Information provided START

//! Ordered collection of canvas objects.

use super::id::ObjectId;
use super::object::{CanvasObject, HitTestable, Movable};
use super::response::{HitObject, MouseOverResponse};
use super::settings::EditSettings;
use crate::draw::{Color, DrawSurface, TRANSPARENT, render_layer};
use crate::input::Modifiers;
use crate::util::Point;
use serde::Serialize;

/// A drawing layer.
///
/// Objects are kept in z-order (first = bottom, last = top). Selection lives
/// on the objects themselves; the layer only queries and updates it.
#[derive(Debug, Clone, Serialize)]
pub struct Layer {
    pub name: String,
    objects: Vec<CanvasObject>,
    pub background: Color,
    pub width: i32,
    pub height: i32,
    pub visible: bool,
}

impl Layer {
    pub fn new(name: impl Into<String>, width: i32, height: i32) -> Self {
        Self {
            name: name.into(),
            objects: Vec::new(),
            background: TRANSPARENT,
            width,
            height,
            visible: true,
        }
    }

    pub fn objects(&self) -> &[CanvasObject] {
        &self.objects
    }

    pub fn objects_mut(&mut self) -> std::slice::IterMut<'_, CanvasObject> {
        self.objects.iter_mut()
    }

    pub fn len(&self) -> usize {
        self.objects.len()
    }

    pub fn is_empty(&self) -> bool {
        self.objects.is_empty()
    }

    /// Adds an object on top of the stack.
    pub fn add(&mut self, object: impl Into<CanvasObject>) -> ObjectId {
        let object = object.into();
        let id = object.id();
        self.objects.push(object);
        log::info!("Added {id} to layer '{}' ({} objects)", self.name, self.objects.len());
        id
    }

    pub fn remove(&mut self, id: ObjectId) -> Option<CanvasObject> {
        let index = self.index_of(id)?;
        Some(self.objects.remove(index))
    }

    pub fn clear(&mut self) {
        self.objects.clear();
    }

    pub fn index_of(&self, id: ObjectId) -> Option<usize> {
        self.objects.iter().position(|o| o.id() == id)
    }

    pub fn get(&self, id: ObjectId) -> Option<&CanvasObject> {
        self.objects.iter().find(|o| o.id() == id)
    }

    pub fn get_mut(&mut self, id: ObjectId) -> Option<&mut CanvasObject> {
        self.objects.iter_mut().find(|o| o.id() == id)
    }

    // ------------------------------------------------------------------
    // Selection
    // ------------------------------------------------------------------

    pub fn selected_ids(&self) -> Vec<ObjectId> {
        self.objects
            .iter()
            .filter(|o| o.is_selected())
            .map(CanvasObject::id)
            .collect()
    }

    pub fn has_selection(&self) -> bool {
        self.objects.iter().any(CanvasObject::is_selected)
    }

    /// Deselects everything. Returns true if anything changed.
    pub fn deselect_all(&mut self) -> bool {
        let mut changed = false;
        for object in &mut self.objects {
            if object.is_selected() {
                object.set_selected(false);
                changed = true;
            }
        }
        changed
    }

    /// Selects `id` and deselects everything else.
    pub fn select_only(&mut self, id: ObjectId) -> bool {
        let mut found = false;
        for object in &mut self.objects {
            let hit = object.id() == id;
            found |= hit;
            if object.is_selected() != hit {
                object.set_selected(hit);
            }
        }
        found
    }

    /// Flips the selection of `id`, returning its new state.
    pub fn toggle(&mut self, id: ObjectId) -> Option<bool> {
        let object = self.get_mut(id)?;
        let selected = !object.is_selected();
        object.set_selected(selected);
        Some(selected)
    }

    pub fn select_all(&mut self) {
        for object in &mut self.objects {
            object.set_selected(true);
        }
    }

    // ------------------------------------------------------------------
    // Hit-testing
    // ------------------------------------------------------------------

    /// Most specific hit under `pos`.
    ///
    /// Selected objects are tested first so an already-selected object wins
    /// over one stacked above it; within each group the topmost wins.
    pub fn hit_test(
        &self,
        pos: Point,
        modifiers: Modifiers,
        settings: &EditSettings,
    ) -> Option<HitObject> {
        let selected = self.objects.iter().rev().filter(|o| o.is_selected());
        let others = self.objects.iter().rev().filter(|o| !o.is_selected());
        selected
            .chain(others)
            .find_map(|o| o.mouse_over(pos, modifiers, settings))
    }

    pub fn mouse_over(
        &self,
        pos: Point,
        modifiers: Modifiers,
        settings: &EditSettings,
    ) -> MouseOverResponse {
        MouseOverResponse {
            hit_object: self.hit_test(pos, modifiers, settings),
        }
    }

    // ------------------------------------------------------------------
    // Z-order and bulk edits
    // ------------------------------------------------------------------

    pub fn bring_to_front(&mut self, id: ObjectId) -> bool {
        let Some(index) = self.index_of(id) else {
            return false;
        };
        let object = self.objects.remove(index);
        self.objects.push(object);
        true
    }

    pub fn send_to_back(&mut self, id: ObjectId) -> bool {
        let Some(index) = self.index_of(id) else {
            return false;
        };
        let object = self.objects.remove(index);
        self.objects.insert(0, object);
        true
    }

    /// Raises every selected object, keeping their relative order.
    pub fn bring_selected_to_front(&mut self) -> bool {
        let (selected, rest): (Vec<_>, Vec<_>) = self
            .objects
            .drain(..)
            .partition(CanvasObject::is_selected);
        let changed = !selected.is_empty();
        self.objects = rest;
        self.objects.extend(selected);
        changed
    }

    /// Lowers every selected object, keeping their relative order.
    pub fn send_selected_to_back(&mut self) -> bool {
        let (mut selected, rest): (Vec<_>, Vec<_>) = self
            .objects
            .drain(..)
            .partition(CanvasObject::is_selected);
        let changed = !selected.is_empty();
        selected.extend(rest);
        self.objects = selected;
        changed
    }

    /// Makes every selected path fully moveable for a group drag.
    pub fn arm_selection(&mut self) {
        for object in self.objects.iter_mut().filter(|o| o.is_selected()) {
            if let Some(path) = object.as_path_mut() {
                path.arm_all_vertices();
            }
        }
    }

    pub fn move_selected(&mut self, dx: i32, dy: i32, modifiers: Modifiers, suppress_callback: bool) {
        for object in self.objects.iter_mut().filter(|o| o.is_selected()) {
            object.move_by(dx, dy, modifiers, suppress_callback);
        }
    }

    /// Snaps the selected objects to the grid. Returns how many were aligned.
    pub fn align_selected(&mut self, interval: i32) -> usize {
        let mut count = 0;
        for object in self.objects.iter_mut().filter(|o| o.is_selected()) {
            object.align(interval);
            count += 1;
        }
        count
    }

    pub fn delete_selected(&mut self) -> usize {
        let before = self.objects.len();
        self.objects.retain(|o| !o.is_selected());
        before - self.objects.len()
    }

    /// Copies the selection, offset by `(dx, dy)`, and selects the copies.
    pub fn duplicate_selected(&mut self, dx: i32, dy: i32) -> Vec<ObjectId> {
        let mut copies: Vec<CanvasObject> = self
            .objects
            .iter()
            .filter(|o| o.is_selected())
            .map(CanvasObject::duplicate)
            .collect();
        self.deselect_all();
        let mut ids = Vec::with_capacity(copies.len());
        for copy in &mut copies {
            copy.set_selected(false);
            copy.move_by(dx, dy, Modifiers::new(), true);
            copy.set_selected(true);
            ids.push(copy.id());
        }
        self.objects.extend(copies);
        ids
    }

    /// Replaces selected primitives with equivalent editable paths.
    pub fn convert_selected_to_paths(&mut self) -> usize {
        let mut count = 0;
        for object in &mut self.objects {
            if let CanvasObject::Primitive(rect) = object {
                if rect.is_selected() {
                    let mut path = rect.to_path();
                    path.set_selected(true);
                    *object = CanvasObject::Path(path);
                    count += 1;
                }
            }
        }
        count
    }

    pub fn draw(&self, surface: &mut dyn DrawSurface) {
        render_layer(surface, self);
    }
}

#[cfg(test)]
mod tests {
    use super::*;
    use crate::draw::Style;
    use crate::model::{BezierPath, PathKind, RectanglePrimitive};
    use crate::util::Rect;

    fn segment(y: i32) -> BezierPath {
        BezierPath::from_vertices(
            PathKind::Line,
            Style::default(),
            &[Point::new(0, y), Point::new(100, y)],
        )
    }

    #[test]
    fn hit_test_prefers_selection_over_topmost() {
        let mut layer = Layer::new("test", 200, 200);
        let bottom = layer.add(segment(10));
        let top = layer.add(segment(10));
        let settings = EditSettings::default();

        let hit = layer.hit_test(Point::new(50, 10), Modifiers::new(), &settings);
        assert_eq!(hit.map(|h| h.object_id()), Some(top));

        layer.select_only(bottom);
        let hit = layer.hit_test(Point::new(50, 10), Modifiers::new(), &settings);
        assert_eq!(hit.map(|h| h.object_id()), Some(bottom));
    }

    #[test]
    fn empty_layer_has_no_hit() {
        let layer = Layer::new("empty", 10, 10);
        assert!(layer.hit_test(Point::new(0, 0), Modifiers::new(), &EditSettings::default()).is_none());
    }

    #[test]
    fn z_order_moves() {
        let mut layer = Layer::new("z", 100, 100);
        let a = layer.add(segment(0));
        let b = layer.add(segment(10));
        assert!(layer.bring_to_front(a));
        assert_eq!(layer.objects()[1].id(), a);
        assert!(layer.send_to_back(a));
        assert_eq!(layer.objects()[0].id(), a);
        assert_eq!(layer.objects()[1].id(), b);

        layer.select_only(a);
        assert!(layer.bring_selected_to_front());
        assert_eq!(layer.objects()[1].id(), a);
    }

    #[test]
    fn toggle_and_select_only() {
        let mut layer = Layer::new("sel", 100, 100);
        let a = layer.add(segment(0));
        let b = layer.add(segment(10));
        layer.select_only(a);
        assert_eq!(layer.toggle(b), Some(true));
        assert_eq!(layer.selected_ids(), vec![a, b]);
        assert_eq!(layer.toggle(a), Some(false));
        assert_eq!(layer.selected_ids(), vec![b]);
        assert!(layer.deselect_all());
        assert!(!layer.has_selection());
    }

    #[test]
    fn duplicate_selects_offset_copies() {
        let mut layer = Layer::new("dup", 100, 100);
        let a = layer.add(segment(0));
        layer.select_only(a);
        let copies = layer.duplicate_selected(10, 10);
        assert_eq!(copies.len(), 1);
        assert_eq!(layer.len(), 2);
        assert_eq!(layer.selected_ids(), copies);
        let copy = layer.get(copies[0]).and_then(CanvasObject::as_path).unwrap();
        assert_eq!(copy.vertices().next(), Some(Point::new(10, 10)));
    }

    #[test]
    fn convert_and_delete_selection() {
        let mut layer = Layer::new("conv", 100, 100);
        let rect = layer.add(RectanglePrimitive::new(Rect::new(0, 0, 10, 10).unwrap(), Style::default()));
        layer.select_only(rect);
        assert_eq!(layer.convert_selected_to_paths(), 1);
        assert!(layer.objects()[0].as_path().is_some());
        assert_eq!(layer.delete_selected(), 1);
        assert!(layer.is_empty());
    }
}
//! Selection, dragging and in-place path editing.

use super::{InteractionMode, ModeContext, Outcome};
use crate::input::Modifiers;
use crate::model::{CursorKind, EditSettings, Feedback, Layer, Movable, ObjectId};
use crate::util::Point;

/// What a drag translates.
#[derive(Debug, Clone, Copy, PartialEq, Eq)]
enum DragTarget {
    /// Every selected object
    Selection,
    /// One object's moveable points (drag started on a child point)
    Object(ObjectId),
}

#[derive(Debug)]
struct Drag {
    target: DragTarget,
    last: Point,
    moved: bool,
    /// Collapse the selection to this object if the press ends without a drag
    select_on_release: Option<ObjectId>,
}

/// Selects objects and moves them; delegates point edits to the hit path.
#[derive(Debug, Default)]
pub struct SelectMode {
    drag: Option<Drag>,
}

impl SelectMode {
    pub fn is_dragging(&self) -> bool {
        self.drag.is_some()
    }

    fn drag_point(pos: Point, modifiers: Modifiers, settings: &EditSettings) -> Point {
        if modifiers.ctrl() {
            pos
        } else {
            settings.snap(pos)
        }
    }
}

impl InteractionMode for SelectMode {
    fn on_mouse_down(
        &mut self,
        ctx: &mut ModeContext<'_>,
        pos: Point,
        modifiers: Modifiers,
    ) -> Outcome {
        self.drag = None;
        let start = Self::drag_point(pos, modifiers, ctx.settings);

        let Some(hit) = ctx.layer.hit_test(pos, modifiers, ctx.settings) else {
            if modifiers.shift() {
                return Outcome::handled();
            }
            return Outcome::selection(ctx.layer.deselect_all());
        };

        let id = hit.object_id();
        let Some(object) = ctx.layer.get_mut(id) else {
            return Outcome::handled();
        };
        let was_selected = object.is_selected();

        if was_selected && object.as_path().is_some() && (hit.is_point() || modifiers.ctrl()) {
            let response = object.on_mouse_down(pos, modifiers, ctx.settings);
            self.drag = response.allow_move.then_some(Drag {
                target: DragTarget::Object(id),
                last: start,
                moved: false,
                select_on_release: None,
            });
            return Outcome::redraw();
        }
        if !was_selected {
            object.on_mouse_down(pos, modifiers, ctx.settings);
        }

        if modifiers.shift() {
            if ctx.layer.toggle(id) != Some(true) {
                return Outcome::selection(true);
            }
        } else if !was_selected {
            ctx.layer.select_only(id);
        }

        ctx.layer.arm_selection();
        self.drag = Some(Drag {
            target: DragTarget::Selection,
            last: start,
            moved: false,
            select_on_release: (was_selected && !modifiers.shift()).then_some(id),
        });
        Outcome::selection(modifiers.shift() || !was_selected)
    }

    fn on_mouse_move(
        &mut self,
        ctx: &mut ModeContext<'_>,
        pos: Point,
        modifiers: Modifiers,
    ) -> Outcome {
        let Some(drag) = self.drag.as_mut() else {
            return Outcome::default();
        };
        let target = Self::drag_point(pos, modifiers, ctx.settings);
        let (dx, dy) = (target.x - drag.last.x, target.y - drag.last.y);
        if dx == 0 && dy == 0 {
            return Outcome::handled();
        }
        match drag.target {
            DragTarget::Selection => ctx.layer.move_selected(dx, dy, modifiers, false),
            DragTarget::Object(id) => {
                if let Some(object) = ctx.layer.get_mut(id) {
                    object.move_by(dx, dy, modifiers, false);
                }
            }
        }
        drag.last = target;
        drag.moved = true;
        Outcome::redraw()
    }

    fn on_mouse_up(
        &mut self,
        ctx: &mut ModeContext<'_>,
        pos: Point,
        modifiers: Modifiers,
    ) -> Outcome {
        let Some(drag) = self.drag.take() else {
            return Outcome::default();
        };

        if let DragTarget::Object(id) = drag.target {
            if let Some(object) = ctx.layer.get_mut(id) {
                let response = object.on_mouse_up(pos, modifiers, ctx.settings);
                log::debug!("Released on {id}: inner={:?}", response.inner_hit_object);
            }
        }

        match drag.select_on_release {
            Some(id) if !drag.moved => {
                let changed = ctx.layer.selected_ids() != vec![id];
                ctx.layer.select_only(id);
                Outcome::selection(changed)
            }
            _ => Outcome {
                redraw: drag.moved,
                selection_changed: false,
                handled: true,
            },
        }
    }

    /// Inserts a vertex on a selected path's outline away from its points,
    /// else behaves like a press.
    fn on_double_click(
        &mut self,
        ctx: &mut ModeContext<'_>,
        pos: Point,
        modifiers: Modifiers,
    ) -> Outcome {
        self.drag = None;
        let settings = ctx.settings;
        for object in ctx.layer.objects_mut().rev() {
            if !object.is_selected() {
                continue;
            }
            if let Some(path) = object.as_path_mut() {
                if path.hit_point(pos, settings.hit_radius).is_some() {
                    continue;
                }
                if let Some(index) = path.try_add_vertex(pos, settings) {
                    path.select_vertex_only(index);
                    return Outcome::redraw();
                }
            }
        }
        self.on_mouse_down(ctx, pos, modifiers)
    }

    fn reset(&mut self, layer: &mut Layer) -> Outcome {
        self.drag = None;
        Outcome::selection(layer.deselect_all())
    }

    fn feedback(
        &self,
        layer: &Layer,
        settings: &EditSettings,
        pos: Point,
        modifiers: Modifiers,
    ) -> Feedback {
        if self.drag.is_some() {
            let hint = if modifiers.ctrl() {
                "Release to drop"
            } else {
                "Release to drop, Ctrl to move off-grid"
            };
            return Feedback::new(CursorKind::Move, hint);
        }
        match layer.hit_test(pos, modifiers, settings) {
            Some(hit) => layer
                .get(hit.object_id())
                .map(|o| o.feedback(Some(&hit), modifiers))
                .unwrap_or_default(),
            None => Feedback::new(
                CursorKind::Default,
                "Click to select, Shift+click to extend selection",
            ),
        }
    }
}
pub mod marker;
pub mod side_table;

use std::time::Instant;

use tracing::debug;

use crate::config::{CorrelationConfig, CorrelationStrategy};
use crate::error::CorrelationError;
use crate::platform::{MessageId, RepliedMessage};

pub use side_table::{PendingQuestion, SideTable};

/// How an administrator reply was matched to its recipient.
#[derive(Debug, Clone, Copy, PartialEq, Eq)]
pub enum Route {
    /// Forward metadata on the replied-to message named the user.
    Forwarded,
    /// The replied-to message was found in the side table under `key`.
    SideTable { key: MessageId },
    /// An `ID:` marker in the text named the user.
    Marker,
}

/// Where an administrator message should go.
#[derive(Debug, Clone, PartialEq, Eq)]
pub struct Routing {
    pub chat_id: i64,
    pub body: String,
    pub route: Route,
}

#[derive(Debug, Clone, PartialEq, Eq)]
pub enum Resolution {
    Routed(Routing),
    Failed(CorrelationError),
    /// Not an answer to anything (e.g. a plain message in side-table mode).
    Unaddressed,
}

/// Matches administrator replies to the users who asked.
pub struct Correlator {
    strategy: CorrelationStrategy,
    text_fallback: bool,
    table: SideTable,
}

impl Correlator {
    pub fn new(config: &CorrelationConfig) -> Self {
        Self {
            strategy: config.strategy,
            text_fallback: config.text_fallback,
            table: SideTable::new(config.ttl(), config.max_entries),
        }
    }

    pub fn strategy(&self) -> CorrelationStrategy {
        self.strategy
    }

    pub fn side_table(&self) -> &SideTable {
        &self.table
    }

    /// Record a relayed question. Only the side-table strategy keeps state.
    pub fn remember(&self, relayed_id: MessageId, question: PendingQuestion) {
        if self.strategy == CorrelationStrategy::SideTable {
            debug!(
                "Tracking question from {} as message {}",
                question.sender_label, relayed_id
            );
            self.table.insert(relayed_id, question);
        }
    }

    /// Called once an answer routed through `route` reached the user.
    pub fn delivered(&self, route: Route) {
        if let Route::SideTable { key } = route {
            self.table.complete(key);
        }
    }

    /// Whether an administrator can address a user by typing an `ID:` marker.
    pub fn accepts_marker(&self) -> bool {
        match self.strategy {
            CorrelationStrategy::TextEmbedding => true,
            CorrelationStrategy::SideTable => self.text_fallback,
            CorrelationStrategy::Disabled => false,
        }
    }

    /// Work out who an administrator message `text` is addressed to.
    pub fn resolve(
        &self,
        text: &str,
        reply_to: Option<&RepliedMessage>,
        now: Instant,
    ) -> Resolution {
        if self.strategy == CorrelationStrategy::Disabled {
            return Resolution::Unaddressed;
        }

        // Only present when the platform kept the original author on the forward
        if let Some(user_id) = reply_to.and_then(|r| r.forwarded_from) {
            return routed(user_id, text, Route::Forwarded);
        }

        match self.strategy {
            CorrelationStrategy::SideTable => self.resolve_side_table(text, reply_to, now),
            CorrelationStrategy::TextEmbedding => resolve_marker(text, reply_to),
            CorrelationStrategy::Disabled => Resolution::Unaddressed,
        }
    }

    fn resolve_side_table(
        &self,
        text: &str,
        reply_to: Option<&RepliedMessage>,
        now: Instant,
    ) -> Resolution {
        let Some(replied) = reply_to else {
            if self.text_fallback {
                return resolve_marker(text, None);
            }
            return Resolution::Failed(CorrelationError::UnknownQuestion);
        };

        if let Some(question) = self.table.lookup(replied.message_id, now) {
            return Resolution::Routed(Routing {
                chat_id: question.chat_id,
                body: text.to_string(),
                route: Route::SideTable {
                    key: replied.message_id,
                },
            });
        }

        if self.text_fallback {
            if let Some(Ok((sender_id, _))) = replied.text.as_deref().map(marker::parse) {
                return routed(sender_id, text, Route::Marker);
            }
        }

        Resolution::Failed(CorrelationError::UnknownQuestion)
    }
}

/// Marker in the administrator's own text first, then in the message being replied to.
fn resolve_marker(text: &str, reply_to: Option<&RepliedMessage>) -> Resolution {
    let own = match marker::parse(text) {
        Ok((sender_id, body)) => return routed(sender_id, body, Route::Marker),
        Err(e) => e,
    };

    match reply_to.and_then(|r| r.text.as_deref()) {
        Some(replied) => match marker::parse(replied) {
            Ok((sender_id, _)) => routed(sender_id, text, Route::Marker),
            Err(e) => Resolution::Failed(e),
        },
        None => Resolution::Failed(own),
    }
}

/// Private chats share the user's id; ids past `i64::MAX` name no chat.
fn routed(user_id: u64, body: &str, route: Route) -> Resolution {
    match i64::try_from(user_id) {
        Ok(chat_id) => Resolution::Routed(Routing {
            chat_id,
            body: body.to_string(),
            route,
        }),
        Err(_) => Resolution::Failed(CorrelationError::InvalidId),
    }
}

Information provided END

What you have to do
The response should consist of the number of lines in the data that hold the word "impl", with nothing added.

Task output
6